朝の心
ユーモアのすすめ
- 2020.05.01
- 朝の心
ドン・ボスコはなんでも一生懸命取り組む真面目な人でしたが、ユーモアにもあふれていました。オラトリオは大勢の食べ盛りの若者たちを食べさせていかねばならず、いつもお金に困っていました。彼らにとってサラミは日常的な食べ物でしたが、オラトリオでは、みんなで分けるためにうすく、本当に薄く切られていたようです。ある日、いつものようにペラペラのサラミが出てきたわけですが、しょうがないとはわかっていても、子どもたちの顔に落胆の色が見えました。するとドン・ボスコはサラミをつまみ上げ、窓の向こうに見えていた丘を指さして言いました。「よーし、みんな、今日も見事なサラミだぞ!ほら、薄くてスペルガの丘が透けて見える!」ドン・ボスコのおどけた感じに、食堂は大爆笑!それ以後、スペルガの丘はサラミが出た時の鉄板ネタになったとか。
人々を笑顔にさせる面白さのことを「ユーモア(humor)」といいますが、人間「ヒューマン(human)」と似たつづりを持つ言葉です。ユーモアはもともと液体を意味するラテン語から来ており、その語幹humは「土、大地」を意味するhumus、そして、その土からつくられた人間homoというラテン語につながっていきます(≒humanus:人間の)。そう考えるとユーモアというのは人間にとって人間らしさにつながる本質的な要素なのだといえるのかもしれません。
ある人はユーモアとはつらい現実と向き合う能力であるといいます。人間の力ではどうしようもできない、つらい現実を変えることはできなくても、ちょっとした発想の転換でぱっと周りが明るくなるような、そんな力がユーモアなのかもしれません。
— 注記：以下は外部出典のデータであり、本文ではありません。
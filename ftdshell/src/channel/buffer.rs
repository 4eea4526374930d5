//! Bounded session history.
//!
//! Keeps the text received since the connection started, discarding the
//! oldest text once `limit` bytes are exceeded, so that long sessions do
//! not grow memory without bound.

use regex::Regex;

/// Accumulated session output with a byte ceiling.
#[derive(Debug)]
pub struct HistoryBuffer {
    buffer: String,

    /// Maximum retained size in bytes.
    limit: usize,
}

impl HistoryBuffer {
    /// Create an empty history retaining at most `limit` bytes.
    pub fn new(limit: usize) -> Self {
        Self {
            buffer: String::with_capacity(limit.min(4096)),
            limit,
        }
    }

    /// Append text, then drop the oldest text beyond the limit.
    pub fn extend(&mut self, text: &str) {
        self.buffer.push_str(text);

        if self.buffer.len() > self.limit {
            let mut cut = self.buffer.len() - self.limit;
            while !self.buffer.is_char_boundary(cut) {
                cut += 1;
            }
            self.buffer.drain(..cut);
        }
    }

    /// Search the whole retained history.
    pub fn is_match(&self, pattern: &Regex) -> bool {
        pattern.is_match(&self.buffer)
    }

    /// The retained history.
    pub fn as_str(&self) -> &str {
        &self.buffer
    }

    /// Get the current length in bytes.
    pub fn len(&self) -> usize {
        self.buffer.len()
    }

    /// Check if the history is empty.
    pub fn is_empty(&self) -> bool {
        self.buffer.is_empty()
    }

    /// Clear the history.
    pub fn clear(&mut self) {
        self.buffer.clear();
    }
}

impl Default for HistoryBuffer {
    fn default() -> Self {
        Self::new(1024 * 1024)
    }
}

#[cfg(test)]
mod tests {
    use super::*;

    #[test]
    fn test_basic_extend() {
        let mut history = HistoryBuffer::new(100);
        history.extend("fw> ");
        history.extend("show version\n");
        assert_eq!(history.as_str(), "fw> show version\n");
    }

    #[test]
    fn test_limit_drops_oldest() {
        let mut history = HistoryBuffer::new(10);
        history.extend("0123456789");
        history.extend("abc");
        assert_eq!(history.as_str(), "3456789abc");
        assert_eq!(history.len(), 10);
    }

    #[test]
    fn test_limit_respects_char_boundaries() {
        let mut history = HistoryBuffer::new(4);
        // 'é' is two bytes; a byte cut at 1 would split it
        history.extend("éabc");
        assert_eq!(history.as_str(), "abc");
    }

    #[test]
    fn test_match_spans_whole_history() {
        let mut history = HistoryBuffer::new(100);
        history.extend("fire");
        history.extend("power> ");
        let re = Regex::new(r"firepower>\s?$").unwrap();
        assert!(history.is_match(&re));
    }

    #[test]
    fn test_clear() {
        let mut history = HistoryBuffer::default();
        history.extend("data");
        history.clear();
        assert!(history.is_empty());
    }
}
//! # ftdshell
//!
//! Async SSH session engine and CLI mode state machine for firewall
//! appliance automation.
//!
//! The appliance only offers a prompt-driven console, so automation works
//! the way an operator does: send a line, wait for the prompt to come back,
//! and walk through the right escalation commands before issuing the real
//! one.
//!
//! ## Features
//!
//! - Expect-pattern session engine over any [`ShellChannel`], with bounded
//!   polling and soft timeouts reported as [`Outcome`]
//! - SSH shell adapter via russh (PTY 160x2048, host key verification,
//!   password or key authentication)
//! - Mode state machine covering every move between the regular,
//!   diagnostic CLI, lina, expert and clish contexts
//! - Password redaction in every captured output
//! - SFTP get/put with progress callbacks
//! - Optional capture of raw device output to a log file
//!
//! ## Quick Start
//!
//! ```rust,no_run
//! use ftdshell::FtdClientBuilder;
//!
//! #[tokio::main]
//! async fn main() -> Result<(), ftdshell::Error> {
//!     let mut client = FtdClientBuilder::new("192.168.1.10")
//!         .username("admin")
//!         .password("secret")
//!         .build()?;
//!
//!     client.connect().await?;
//!
//!     client.enter_lina_mode().await?;
//!     let response = client.send_command("show version").await?;
//!     println!("{}", response.result);
//!
//!     client.disconnect().await?;
//!     Ok(())
//! }
//! ```

pub mod capture;
pub mod channel;
pub mod client;
pub mod error;
pub mod mode;
pub mod session;
pub mod transport;

// Re-export main types for convenience
pub use client::{FtdClient, FtdClientBuilder};
pub use error::Error;
pub use mode::{Mode, ModeMachine, TransitionTable};
pub use session::{MatchScope, Outcome, Phase, Response, Session, SessionConfig};
pub use transport::{AuthMethod, HostKeyVerification, SftpClient, ShellChannel, SshConfig, SshShell};
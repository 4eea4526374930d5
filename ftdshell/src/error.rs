//! Error types for ftdshell.

use std::io;
use thiserror::Error;

/// Main error type for ftdshell operations.
///
/// Soft synchronization timeouts are not errors; they are reported through
/// [`Outcome`](crate::session::Outcome) so that the session stays usable.
#[derive(Error, Debug)]
pub enum Error {
    /// Failures raised by the byte channel or the SSH layer beneath it.
    #[error("Transport error: {0}")]
    Transport(#[from] TransportError),

    /// An expect pattern failed to compile.
    #[error("Invalid expect pattern: {0}")]
    Pattern(#[from] regex::Error),

    /// Session lifecycle misuse.
    #[error("Session error: {0}")]
    Session(#[from] SessionError),

    /// File transfer errors.
    #[error("Transfer error: {0}")]
    Transfer(#[from] TransferError),

    /// Debug capture setup errors.
    #[error("Capture error: {0}")]
    Capture(#[from] CaptureError),
}

/// Transport layer errors (SSH connection, authentication, channel I/O).
#[derive(Error, Debug)]
pub enum TransportError {
    /// SSH handshake or protocol error
    #[error("SSH error: {0}")]
    Ssh(#[from] russh::Error),

    /// Authentication failed
    #[error("Authentication failed for user '{user}'")]
    AuthenticationFailed { user: String },

    /// SSH key error
    #[error("SSH key error: {0}")]
    Key(String),

    /// Host is not present in known_hosts and strict checking is on
    #[error("Host key for {host}:{port} is not known")]
    HostKeyUnknown { host: String, port: u16 },

    /// Host key differs from the one recorded in known_hosts
    #[error("Host key for {host}:{port} changed (known_hosts line {line})")]
    HostKeyChanged { host: String, port: u16, line: usize },

    /// known_hosts could not be read or written
    #[error("known_hosts error: {0}")]
    KnownHosts(String),

    /// The shell channel was closed by the remote end
    #[error("Channel closed")]
    Closed,

    /// Operation timed out
    #[error("Operation timed out after {0:?}")]
    Timeout(std::time::Duration),

    /// I/O error
    #[error("I/O error: {0}")]
    Io(#[from] io::Error),
}

/// Session lifecycle errors.
#[derive(Error, Debug)]
pub enum SessionError {
    /// No channel attached
    #[error("Session not connected - call connect() first")]
    NotConnected,

    /// A channel is already attached
    #[error("Session already connected")]
    AlreadyConnected,

    /// Invalid configuration in the client builder
    #[error("Invalid configuration: {message}")]
    InvalidConfig { message: String },

    /// The transition table has no procedure for this pair of modes
    #[error("No transition from {from} to {to}")]
    NoTransition { from: String, to: String },
}

/// SFTP transfer errors.
#[derive(Error, Debug)]
pub enum TransferError {
    /// SFTP protocol error
    #[error("SFTP error: {0}")]
    Sftp(#[from] russh_sftp::client::error::Error),

    /// Local or remote file I/O error
    #[error("I/O error: {0}")]
    Io(#[from] io::Error),
}

/// Debug capture setup errors.
#[derive(Error, Debug)]
pub enum CaptureError {
    /// The capture file could not be opened
    #[error("Failed to open capture file: {0}")]
    Io(#[from] io::Error),

    /// A global logger was already installed
    #[error("Logger already installed: {0}")]
    Logger(#[from] log::SetLoggerError),
}

/// Result type alias using ftdshell's Error.
pub type Result<T> = std::result::Result<T, Error>;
今、私たちの世界は恐怖や不安の霧に包まれ、先の見えない状況が続いています。家族と家で過ごす時間が増えた一方、家庭内暴力が増えているというニュースも聞きます。皆さんも何かしら不自由さやストレスを感じていることでしょう。こんなときこそ、サレジアンとしてみなさんのユーモアを輝かせるときです。マザー・テレサも次のように進めています。「暗いと不平をいうよりも、進んで明かりをつけましょう」。そして私たちの苦しみや悲しみは、いつかきっと喜びに変わるのだと、キリストの死と復活は教えてくれています。